Cependant, non seulement la Banque du Japon a bien poursuivi le contrôle de la courbe des taux la semaine dernière, mais elle semble l’avoir renforcé en étendant l’échéance de ses opérations de facilités de prêt à terme («funds supplying operations» dans le langage de la BOJ). Et, en effet, les mesures prises par la BOJ ont eu l’effet escompté: la pression vendeuse s’est rapidement résorbée et le rendement à 10 ans a baissé d’environ 10 pb, à 40 bps – En même temps, les spreads de swap de taux d’intérêt en yen, qui s’étaient progressivement élargis par rapport aux obligations d’état depuis début 2022, se sont resserrés d’environ 15 pb pour atteindre un écart légèrement supérieur à 30 pb.

De plus, nous voyons plusieurs raisons pour lesquelles les décisions inattendues de la BoJ – l’élargissement de la bande de fluctuation des taux à 10 ans, ce que le gouverneur de la BoJ, Haruhiko Kuroda, avait précédemment présenté comme un resserrement de la politique monétaire, tout en maintenant l’ancrage sur les taux à 10 ans par un renforcement des opérations de prêts à terme – suggèrent que les responsables de la BoJ pourraient préparer le terrain pour assouplir davantage le contrôle de la courbe de taux, tout en prenant des mesures pour minimiser la volatilité potentielle sur les marchés obligataires japonais et mondiaux.

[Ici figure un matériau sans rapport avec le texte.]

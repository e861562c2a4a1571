//! Average True Range (ATR).
//!
//! ```text
//! TR[i] = max(H[i] - L[i], |H[i] - C[i-1]|, |L[i] - C[i-1]|)
//! ATR   = mean(TR[1..=period]), then Wilder smoothing
//! ```
//!
//! True range needs a previous close, so the first ATR value is at index `period`.

use crate::error::Result;
use crate::traits::{validate_min_length, validate_period, validate_same_length, SeriesElement};

/// Number of leading NaN values in the output.
#[inline]
#[must_use]
pub const fn atr_lookback(period: usize) -> usize {
    period
}

#[inline]
fn true_range<T: SeriesElement>(high: T, low: T, prev_close: T) -> T {
    let hl = high - low;
    let hc = (high - prev_close).abs();
    let lc = (low - prev_close).abs();
    hl.max(hc).max(lc)
}

/// Computes the ATR.
///
/// # Errors
///
/// Returns an error if the inputs differ in length, the period is zero, or
/// fewer than `period + 1` bars are given.
pub fn atr<T: SeriesElement>(high: &[T], low: &[T], close: &[T], period: usize) -> Result<Vec<T>> {
    validate_same_length(high, low, close, "atr")?;
    validate_period(period)?;
    validate_min_length(high, period + 1, "atr")?;

    let n = high.len();
    let period_t = T::from_usize(period)?;
    let period_minus_one_t = T::from_usize(period - 1)?;
    let mut output = vec![T::nan(); n];

    let sum_tr = (1..=period).fold(T::zero(), |acc, i| acc + true_range(high[i], low[i], close[i - 1]));
    let mut prev = sum_tr / period_t;
    output[period] = prev;

    for i in (period + 1)..n {
        let tr = true_range(high[i], low[i], close[i - 1]);
        prev = (prev * period_minus_one_t + tr) / period_t;
        output[i] = prev;
    }

    Ok(output)
}
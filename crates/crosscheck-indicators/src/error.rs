//! Error types for the bundled indicator kernels.

use thiserror::Error;

/// Errors raised by the bundled candidate and reference kernels.
#[derive(Debug, Clone, PartialEq, Eq, Error)]
pub enum Error {
    /// The input series is too short for the requested period.
    #[error("insufficient data for {indicator}: required {required} elements, got {actual}")]
    InsufficientData {
        /// The number of data points required.
        required: usize,
        /// The number of data points provided.
        actual: usize,
        /// The indicator that rejected the input.
        indicator: &'static str,
    },

    /// The input series is empty.
    #[error("empty input: no data provided")]
    EmptyInput,

    /// A period parameter is invalid.
    #[error("invalid period {period}: {reason}")]
    InvalidPeriod {
        /// The invalid period value that was provided.
        period: usize,
        /// Why the period is invalid.
        reason: &'static str,
    },

    /// Multi-input indicators need equally long inputs.
    #[error("input length mismatch for {indicator}: expected {expected}, got {actual}")]
    LengthMismatch {
        /// Length of the first input.
        expected: usize,
        /// Length of the offending input.
        actual: usize,
        /// The indicator that rejected the input.
        indicator: &'static str,
    },

    /// The adapter was handed the wrong number of input columns.
    #[error("{indicator} takes {expected} input column(s), got {actual}")]
    InputCount {
        /// Number of columns the indicator takes.
        expected: usize,
        /// Number of columns given.
        actual: usize,
        /// The indicator.
        indicator: &'static str,
    },

    /// Failed to convert a numeric value to the series element type.
    #[error("numeric conversion failed: {context}")]
    NumericConversion {
        /// Description of the conversion that failed.
        context: &'static str,
    },
}

/// Convenience type alias for Results using the kernel Error type.
pub type Result<T> = std::result::Result<T, Error>;

#[cfg(test)]
mod tests {
    use super::*;

    #[test]
    fn test_insufficient_data_message() {
        let err = Error::InsufficientData {
            required: 20,
            actual: 10,
            indicator: "sma",
        };
        assert_eq!(
            err.to_string(),
            "insufficient data for sma: required 20 elements, got 10"
        );
    }

    #[test]
    fn test_invalid_period_message() {
        let err = Error::InvalidPeriod {
            period: 0,
            reason: "period must be at least 1",
        };
        assert_eq!(err.to_string(), "invalid period 0: period must be at least 1");
    }

    #[test]
    fn test_input_count_message() {
        let err = Error::InputCount {
            expected: 3,
            actual: 1,
            indicator: "atr",
        };
        assert_eq!(err.to_string(), "atr takes 3 input column(s), got 1");
    }
}
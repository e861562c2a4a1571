//! Indicator parameters and the `key=value` override parser.
//!
//! Override strings come from the command line (`--candidate-kwargs "period=20"`)
//! and are parsed by a strict grammar; nothing is ever evaluated:
//!
//! ```text
//! kwargs := "" | pair ("," pair)* ","?
//! pair   := ident "=" value
//! value  := int | float | "true" | "false" | "True" | "False" | quoted-string
//! ```
//!
//! # Example
//!
//! ```
//! use ta_crosscheck_core::params::{parse_kwargs, ParamValue};
//!
//! let params = parse_kwargs("period=20, devs=2.5, matype='ema'").unwrap();
//! assert_eq!(params.get("period"), Some(&ParamValue::Int(20)));
//! assert_eq!(params.get("devs"), Some(&ParamValue::Float(2.5)));
//! assert_eq!(params.get("matype"), Some(&ParamValue::Str("ema".into())));
//!
//! assert!(parse_kwargs("period=__import__('os')").is_err());
//! ```

use std::collections::BTreeMap;
use std::fmt;

use serde::{Deserialize, Serialize};

use crate::error::{Error, Result};

/// A single parameter value.
#[derive(Debug, Clone, PartialEq, Serialize, Deserialize)]
#[serde(untagged)]
pub enum ParamValue {
    /// Boolean flag.
    Bool(bool),
    /// Integer value.
    Int(i64),
    /// Floating-point value.
    Float(f64),
    /// String value.
    Str(String),
}

impl fmt::Display for ParamValue {
    fn fmt(&self, f: &mut fmt::Formatter<'_>) -> fmt::Result {
        match self {
            Self::Bool(b) => write!(f, "{b}"),
            Self::Int(i) => write!(f, "{i}"),
            Self::Float(x) => write!(f, "{x:?}"),
            Self::Str(s) => write!(f, "'{s}'"),
        }
    }
}

impl From<i64> for ParamValue {
    fn from(value: i64) -> Self {
        Self::Int(value)
    }
}

impl From<f64> for ParamValue {
    fn from(value: f64) -> Self {
        Self::Float(value)
    }
}

impl From<bool> for ParamValue {
    fn from(value: bool) -> Self {
        Self::Bool(value)
    }
}

impl From<&str> for ParamValue {
    fn from(value: &str) -> Self {
        Self::Str(value.to_string())
    }
}

/// An ordered keyword-parameter map.
#[derive(Debug, Clone, Default, PartialEq, Serialize, Deserialize)]
#[serde(transparent)]
pub struct Params(BTreeMap<String, ParamValue>);

impl Params {
    /// Creates an empty parameter map.
    #[must_use]
    pub fn new() -> Self {
        Self::default()
    }

    /// Builder-style insert.
    #[must_use]
    pub fn with(mut self, key: impl Into<String>, value: impl Into<ParamValue>) -> Self {
        self.insert(key, value);
        self
    }

    /// Inserts a value, returning the previous one.
    pub fn insert(&mut self, key: impl Into<String>, value: impl Into<ParamValue>) -> Option<ParamValue> {
        self.0.insert(key.into(), value.into())
    }

    /// Looks up a raw value.
    #[must_use]
    pub fn get(&self, key: &str) -> Option<&ParamValue> {
        self.0.get(key)
    }

    /// Returns true if no parameters are set.
    #[must_use]
    pub fn is_empty(&self) -> bool {
        self.0.is_empty()
    }

    /// Number of parameters.
    #[must_use]
    pub fn len(&self) -> usize {
        self.0.len()
    }

    /// Iterates over `(key, value)` pairs in key order.
    pub fn iter(&self) -> impl Iterator<Item = (&str, &ParamValue)> {
        self.0.iter().map(|(k, v)| (k.as_str(), v))
    }

    /// Overrides individual keys with the values from `other`.
    pub fn merge(&mut self, other: &Params) {
        for (k, v) in &other.0 {
            self.0.insert(k.clone(), v.clone());
        }
    }

    /// Reads a non-negative integer parameter, falling back to `default` when absent.
    ///
    /// # Errors
    ///
    /// Returns [`Error::Param`] if the value is not a non-negative integer.
    pub fn usize_or(&self, key: &str, default: usize) -> Result<usize> {
        match self.get(key) {
            None => Ok(default),
            Some(ParamValue::Int(i)) => {
                usize::try_from(*i).map_err(|_| Error::param(key, format!("expected a non-negative integer, got {i}")))
            }
            Some(other) => Err(Error::param(key, format!("expected an integer, got {other}"))),
        }
    }

    /// Reads a numeric parameter, falling back to `default` when absent.
    ///
    /// Integers are accepted and widened.
    ///
    /// # Errors
    ///
    /// Returns [`Error::Param`] if the value is not numeric.
    pub fn f64_or(&self, key: &str, default: f64) -> Result<f64> {
        match self.get(key) {
            None => Ok(default),
            Some(ParamValue::Float(x)) => Ok(*x),
            #[allow(clippy::cast_precision_loss)]
            Some(ParamValue::Int(i)) => Ok(*i as f64),
            Some(other) => Err(Error::param(key, format!("expected a number, got {other}"))),
        }
    }

    /// Reads a boolean parameter, falling back to `default` when absent.
    ///
    /// # Errors
    ///
    /// Returns [`Error::Param`] if the value is not a boolean.
    pub fn bool_or(&self, key: &str, default: bool) -> Result<bool> {
        match self.get(key) {
            None => Ok(default),
            Some(ParamValue::Bool(b)) => Ok(*b),
            Some(other) => Err(Error::param(key, format!("expected a boolean, got {other}"))),
        }
    }
}

impl fmt::Display for Params {
    fn fmt(&self, f: &mut fmt::Formatter<'_>) -> fmt::Result {
        write!(f, "{{")?;
        for (i, (k, v)) in self.0.iter().enumerate() {
            if i > 0 {
                write!(f, ", ")?;
            }
            write!(f, "{k}: {v}")?;
        }
        write!(f, "}}")
    }
}

impl<K: Into<String>, V: Into<ParamValue>> FromIterator<(K, V)> for Params {
    fn from_iter<I: IntoIterator<Item = (K, V)>>(iter: I) -> Self {
        Self(iter.into_iter().map(|(k, v)| (k.into(), v.into())).collect())
    }
}

fn syntax(input: &str, reason: impl Into<String>) -> Error {
    Error::ParamSyntax {
        input: input.to_string(),
        reason: reason.into(),
    }
}

fn is_identifier(key: &str) -> bool {
    let mut chars = key.chars();
    match chars.next() {
        Some(c) if c.is_ascii_alphabetic() || c == '_' => {}
        _ => return false,
    }
    chars.all(|c| c.is_ascii_alphanumeric() || c == '_')
}

fn parse_value(input: &str, raw: &str) -> Result<ParamValue> {
    match raw {
        "" => return Err(syntax(input, "missing value")),
        "true" | "True" => return Ok(ParamValue::Bool(true)),
        "false" | "False" => return Ok(ParamValue::Bool(false)),
        _ => {}
    }

    for quote in ['\'', '"'] {
        if raw.starts_with(quote) {
            if raw.len() < 2 || !raw.ends_with(quote) {
                return Err(syntax(input, format!("unterminated string {raw}")));
            }
            let inner = &raw[1..raw.len() - 1];
            if inner.contains(quote) {
                return Err(syntax(input, format!("stray quote in {raw}")));
            }
            return Ok(ParamValue::Str(inner.to_string()));
        }
    }

    if let Ok(i) = raw.parse::<i64>() {
        return Ok(ParamValue::Int(i));
    }

    let numeric = raw
        .chars()
        .all(|c| c.is_ascii_digit() || matches!(c, '.' | '-' | '+' | 'e' | 'E'));
    if numeric {
        if let Ok(x) = raw.parse::<f64>() {
            if x.is_finite() {
                return Ok(ParamValue::Float(x));
            }
        }
    }

    Err(syntax(input, format!("unsupported value {raw}")))
}

/// Splits on commas that are not inside a quoted string.
fn split_pairs(input: &str) -> Result<Vec<&str>> {
    let mut pairs = Vec::new();
    let mut quote: Option<char> = None;
    let mut start = 0;
    for (i, c) in input.char_indices() {
        match (quote, c) {
            (None, '\'' | '"') => quote = Some(c),
            (Some(q), c) if c == q => quote = None,
            (None, ',') => {
                pairs.push(&input[start..i]);
                start = i + 1;
            }
            _ => {}
        }
    }
    if quote.is_some() {
        return Err(syntax(input, "unterminated string"));
    }
    pairs.push(&input[start..]);
    Ok(pairs)
}

/// Parses a `key=value, key=value` string into [`Params`].
///
/// An empty (or all-whitespace) string yields an empty map. A single trailing
/// comma is accepted.
///
/// # Errors
///
/// Returns [`Error::ParamSyntax`] on any deviation from the grammar: a pair
/// without `=`, a key that is not an identifier, a duplicate key, or a value
/// that is not a literal.
pub fn parse_kwargs(input: &str) -> Result<Params> {
    let mut params = Params::new();
    if input.trim().is_empty() {
        return Ok(params);
    }

    let pairs = split_pairs(input)?;
    let last = pairs.len() - 1;
    for (i, pair) in pairs.into_iter().enumerate() {
        let pair = pair.trim();
        if pair.is_empty() {
            if i == last && i > 0 {
                break;
            }
            return Err(syntax(input, "empty entry"));
        }

        let (key, raw) = pair
            .split_once('=')
            .ok_or_else(|| syntax(input, format!("expected key=value, got {pair}")))?;
        let key = key.trim();
        if !is_identifier(key) {
            return Err(syntax(input, format!("invalid key {key:?}")));
        }

        let value = parse_value(input, raw.trim())?;
        if params.insert(key, value).is_some() {
            return Err(syntax(input, format!("duplicate key {key}")));
        }
    }

    Ok(params)
}

/// Externally supplied parameter overrides for one side of a comparison.
///
/// `replace` wins over `update`: a full override map replaces the test's own
/// defaults entirely; otherwise `update` is merged key by key on top of them.
#[derive(Debug, Clone, Default, PartialEq)]
pub struct ParamOverrides {
    /// Full replacement map.
    pub replace: Option<Params>,
    /// Keys merged over the defaults.
    pub update: Option<Params>,
}

impl ParamOverrides {
    /// No overrides at all.
    #[must_use]
    pub fn none() -> Self {
        Self::default()
    }

    /// Builds overrides from raw command-line strings; empty strings mean "not given".
    ///
    /// # Errors
    ///
    /// Returns [`Error::ParamSyntax`] if either string is malformed.
    pub fn from_strs(update: &str, replace: &str) -> Result<Self> {
        let parse_opt = |s: &str| -> Result<Option<Params>> {
            if s.trim().is_empty() {
                Ok(None)
            } else {
                parse_kwargs(s).map(Some)
            }
        };
        Ok(Self {
            replace: parse_opt(replace)?,
            update: parse_opt(update)?,
        })
    }

    /// Applies the precedence rules to a test's default parameters.
    #[must_use]
    pub fn resolve(&self, defaults: &Params) -> Params {
        if let Some(replace) = &self.replace {
            return replace.clone();
        }
        let mut params = defaults.clone();
        if let Some(update) = &self.update {
            params.merge(update);
        }
        params
    }
}
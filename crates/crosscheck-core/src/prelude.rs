//! Commonly used types and traits for convenient importing.
//!
//! ```
//! use ta_crosscheck_core::prelude::*;
//!
//! let registry = Registry::new().with("sma", TestSpec::new().decimals(6));
//! assert_eq!(registry.len(), 1);
//! ```

// Error types
pub use crate::error::{Error, Result};

// Adapters
pub use crate::adapter::{
    CandidateIndicator, CandidateLibrary, FnCandidate, FnReference, ReferenceIndicator,
    ReferenceLibrary,
};

// Data model
pub use crate::params::{parse_kwargs, ParamOverrides, ParamValue, Params};
pub use crate::series::{IndicatorResult, NamedSeries};
pub use crate::table::{PriceRow, PriceTable};

// Registry and running
pub use crate::logging::{LogConfig, LogTarget, SharedBuffer, Verbosity};
pub use crate::reconcile::{reconcile, MinperiodMode, OutputVerdict, Policy, Reconciliation};
pub use crate::registry::{CheckFailure, CustomCheck, Registry, RunOrigin, TestEntry, TestSpec};
pub use crate::resolve::{Comparison, MinperiodsCheck, Overrides};
pub use crate::runner::{Results, RunOptions, RunStatus, Runner};
//! ta-crosscheck CLI library
//!
//! Loads the price file and the suite, turns the command line into run
//! options, and runs the suite with the bundled candidate and reference
//! libraries. Exposed as a library for testing and reuse.

pub mod args;
pub mod error;
pub mod price_data;

pub use error::{CliError, Result};

use std::fs;
use std::path::Path;

use ta_crosscheck_core::registry::{Registry, RunOrigin};
use ta_crosscheck_core::runner::{Results, RunStatus, Runner};
use ta_crosscheck_core::table::PriceTable;
use ta_crosscheck_indicators::{candidate_library, reference_library};

use crate::args::Args;

/// The suite run when `--suite` is not given.
pub const DEFAULT_SUITE: &str = include_str!("../suites/default.json");

/// Load a JSON suite from `path`, or the embedded default suite.
///
/// # Errors
///
/// Returns `CliError::IoError` if the file cannot be read and
/// `CliError::SuiteError` if it is not a valid suite.
pub fn load_suite(path: Option<&Path>) -> Result<Registry> {
    match path {
        None => Ok(Registry::from_json(DEFAULT_SUITE)?),
        Some(p) => {
            let display = p.display().to_string();
            let json = fs::read_to_string(p).map_err(|e| CliError::IoError {
                source: e,
                path: Some(display.clone()),
            })?;
            Registry::from_json(&json).map_err(|e| CliError::SuiteError {
                source: e,
                path: Some(display),
            })
        }
    }
}

/// Runs the suite described by `args`.
///
/// Input errors abort before any test runs. Listing names needs no price data.
///
/// # Errors
///
/// Returns a `CliError` for malformed overrides or an unreadable price file
/// or suite.
pub fn run(args: &Args) -> Result<RunStatus> {
    let options = args.run_options()?;
    let registry = load_suite(args.suite.as_deref())?;
    let table = if options.list_names {
        PriceTable::default()
    } else {
        price_data::load_price_table(&args.data)?
    };

    let candidates = candidate_library();
    let references = reference_library();
    let mut results = Results::new();
    Ok(Runner::new(&table, &candidates, &references).run(
        &registry,
        &options,
        RunOrigin::EntryPoint,
        &mut results,
    ))
}

#[cfg(test)]
mod tests {
    use super::*;
    use ta_crosscheck_core::registry::TestEntry;

    #[test]
    fn test_default_suite_loads() {
        let registry = load_suite(None).unwrap();
        assert_eq!(
            registry.names().collect::<Vec<_>>(),
            vec!["sma", "simple_moving_average", "ema", "wma", "rsi", "atr", "bollinger", "macd"]
        );
        match registry.get("bollinger") {
            Some(TestEntry::Indicator(spec)) => assert_eq!(spec.swapouts, vec![(0, 1)]),
            other => panic!("unexpected entry {other:?}"),
        }
    }

    #[test]
    fn test_missing_suite_file() {
        let err = load_suite(Some(Path::new("no/such/suite.json"))).unwrap_err();
        assert!(matches!(err, CliError::IoError { .. }));
    }
}
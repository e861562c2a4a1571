//! Bollinger Bands.
//!
//! Middle band is the SMA; the outer bands sit `devs` population standard
//! deviations away. Both the window sum and the window sum of squares roll in
//! O(1) per step. Values are shifted by the first input before accumulating,
//! which keeps the sums small at high price levels:
//!
//! ```text
//! y   = x - x[0]
//! Var = sum_sq(y) / n - (sum(y) / n)^2
//! ```

use num_traits::Float;

use crate::error::Result;
use crate::traits::{validate_indicator_input, SeriesElement};

/// The three bands, aligned with the input.
#[derive(Debug, Clone, PartialEq)]
pub struct BollingerOutput<T> {
    /// Middle band (SMA).
    pub middle: Vec<T>,
    /// Upper band.
    pub upper: Vec<T>,
    /// Lower band.
    pub lower: Vec<T>,
}

/// Number of leading NaN values in every band.
#[inline]
#[must_use]
pub const fn bollinger_lookback(period: usize) -> usize {
    period.saturating_sub(1)
}

#[inline]
fn variance<T: Float>(sum_sq: T, sum: T, period: T) -> T {
    let mean = sum / period;
    let v = sum_sq / period - mean * mean;
    // rounding can push a flat window slightly negative
    v.max(T::zero())
}

/// Computes Bollinger Bands.
///
/// # Errors
///
/// Returns an error if the period is zero or the data is shorter than the period.
pub fn bollinger<T: SeriesElement>(data: &[T], period: usize, devs: T) -> Result<BollingerOutput<T>> {
    validate_indicator_input(data, period, "bollinger")?;

    let n = data.len();
    let period_t = T::from_usize(period)?;
    let mut out = BollingerOutput {
        middle: vec![T::nan(); n],
        upper: vec![T::nan(); n],
        lower: vec![T::nan(); n],
    };

    let shift = data[0];
    let mut sum = T::zero();
    let mut sum_sq = T::zero();
    for &x in data.iter().take(period) {
        let y = x - shift;
        sum = sum + y;
        sum_sq = sum_sq + y * y;
    }

    for i in (period - 1)..n {
        if i >= period {
            let (new, old) = (data[i] - shift, data[i - period] - shift);
            sum = sum + new - old;
            sum_sq = sum_sq + new * new - old * old;
        }
        let mid = sum / period_t + shift;
        let width = devs * variance(sum_sq, sum, period_t).sqrt();
        out.middle[i] = mid;
        out.upper[i] = mid + width;
        out.lower[i] = mid - width;
    }

    Ok(out)
}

Tout d’abord, et sans doute le plus important, bien que les prévisions d’inflation de janvier de la Banque du Japon soient restées relativement modérées, l’inflation japonaise a accéléré. La hausse des prix mondiaux de l’énergie et la dépréciation importante du yen en 2022 ont poussé les chiffres de l’inflation japonaise à la hausse. L’inflation «sticky price» mesurée par PIMCO a grimpé à un peu moins de 3% en base annuelle, pour la première fois depuis des décennies, tandis que les rumeurs autour des négociations salariales annuelles du «shunto» suggèrent que les travailleurs des grandes entreprises pourraient obtenir des hausses salariales bien plus substantielles. Un grand détaillant japonais de fast fashion a fait les gros titres après avoir annoncé une hausse salariale de 20%, tandis que, selon la presse, la Confédération japonaise des syndicats vise une augmentation des salaires de 3%. Même s’il n’est pas acquis que la hausse des salaires dans les petites et moyennes entreprises qui constituent la majorité de l’emploi japonais, atteindra l’objectif de 3% fixé par la BoJ, il y a des raisons d’être optimiste.

Deuxièment, la politique de contrôle de la courbe des taux est devenue de plus en plus difficile, avec le Premier ministre Fumio Kishida moins adepte des Abenomics. Lorsque que le contrôle de la courbe des taux a été mise en œuvre pour la première fois en 2016, beaucoup l’ont perçu comme une invitation ouverte de Kuroda aux responsables du gouvernement japonais à émettre autant de dette qu’ils le souhaitaient pour s’engager dans une politique budgétaire plus expansionniste. L’espoir était que cela conduirait finalement à une croissance durablement plus élevée des emprunts domestiques et à l’inflation, ce qui compenserait une partie des coûts liés aux programmes d’assouplissement de la BoJ – y compris pour le secteur bancaire, qui a dû composer avec un taux de dépôt négatif de la Banque du Japon et une courbe des taux d’intérêt relativement plate. Bien que le gouvernement ait mis en œuvre des mesures budgétaires expansionnistes similaires à celles d’autres pays et divers soutiens durant la pandémie, la mise en place des hausses de la TVA et d’autres mesures de restriction budgétaire laissent entendre que le gouvernement n’a jamais pleinement accepté l’invitation de la BoJ. De plus, les inquiétudes à propos des conséquences négatives de l’assouplissement quantitatif (QE) et des taux bas sur le revenu et la ré-orientation de l’épargne n’ont cessé de gagner l’attention des politiques. Plus récemment, dans un contexte de hausse des taux d’intérêt mondiaux, de nombreux observateurs ont estimé que la politique de contrôle de la courbe de taux était responsable de la forte dépréciation du yen l’an dernier.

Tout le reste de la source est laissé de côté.